By consuming protein-rich foods throughout the day, you are better able keep you blood sugar levels stabile. When we eat high refined carbohydrate foods, our body releases lots of insulin to level out our blood sugar levels. The energy and satisfaction we get when we eat sugary desserts is a short-lived affair and is often followed by a lethargic sugar crash. This sugar crash can leave us feeling foggy headed, tired and less motivated to choose foods that are good for us. It can become a vicious cycle of sugar highs and lows.

As well as protein, we also need to be eating plenty of fibre-rich foods. Fibre is vital for a healthy digestive system and is a prebiotic as it feeds the good bacteria in our gut. People often mistake believing that their sources of fibre must mainly come from bread. We can get plenty of fibre from gluten free foods such as plants and seeds. These banana muffins are packed full of fibre to keep you regular and to keep the good bacteria in your gut happy. Let’s get baking!



BANANA MUFFIN RECIPE

Dairy free  |  Gluten free  |  Refined sugar free  |  High Protein  |  High Fibre

Makes 12 muffins

INGREDIENTS

-          3 over-ripe bananas

-          1 ½ cup almond flour

-          1 tbsp hemp protein powder

-          1 tbsp cacao powder

-          1 tsp baking powder

-          ½ tsp salt

-          ½ cup warmed honey, maple syrup or rice malt syrup

-          ½ cup melted coconut oil

-          3 large eggs (whisked)

-          1 tbsp chia seeds

-          1 tbsp flaxseeds

-          1 tbsp shredded coconut

-          ½ cup chopped walnuts (optional)

-          ½ cup mini dark chocolate chips (optional)

METHOD

1.       Preheat oven to 180 degrees C. Line a muffin tin with muffin cups or grease muffin tin well with coconut oil.
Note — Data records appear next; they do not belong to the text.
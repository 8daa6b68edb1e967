use libc::{F_GETFL, F_SETFL, O_NONBLOCK, fcntl};
use std::io;
use std::os::unix::io::RawFd;

/// Readiness reported by the OS backend for one descriptor.
#[derive(Debug, Clone, Copy, PartialEq, Eq)]
pub(crate) struct Event {
    pub(crate) fd: RawFd,
    pub(crate) readable: bool,
    pub(crate) writable: bool,
}

/// Puts `fd` into non-blocking mode.
pub(crate) fn set_nonblocking(fd: RawFd) -> io::Result<()> {
    let flags = cvt(unsafe { fcntl(fd, F_GETFL) })?;

    if flags & O_NONBLOCK == 0 {
        cvt(unsafe { fcntl(fd, F_SETFL, flags | O_NONBLOCK) })?;
    }

    Ok(())
}

/// Maps a `-1` return from libc onto the thread's last OS error.
pub(crate) fn cvt(ret: libc::c_int) -> io::Result<libc::c_int> {
    if ret < 0 {
        Err(io::Error::last_os_error())
    } else {
        Ok(ret)
    }
}

/// Same as [`cvt`] for calls returning a byte count.
pub(crate) fn cvt_size(ret: libc::ssize_t) -> io::Result<usize> {
    if ret < 0 {
        Err(io::Error::last_os_error())
    } else {
        Ok(ret as usize)
    }
}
2.       In a large bowl, mash the bananas with a fork. Add in honey/maple syrup/rice malt syrup, melted coconut oil, and eggs. Then add almond flour, hemp protein powder, cacao powder, flaxseeds, chia seeds, shredded coconut, baking powder and salt. Mix until combined. Add chocolate chips and walnuts if using. Fill muffin cups halfway with batter.

3.       Bake in the oven for 18-22 minutes or until a toothpick inserted in the centre comes out clean. Cool in the tin for 10 minutes. Remove from tin and place on a wire rack to cool completely.

4.       Store in a sealed container in the fridge for up to 7 days, or in the freezer for up to three months.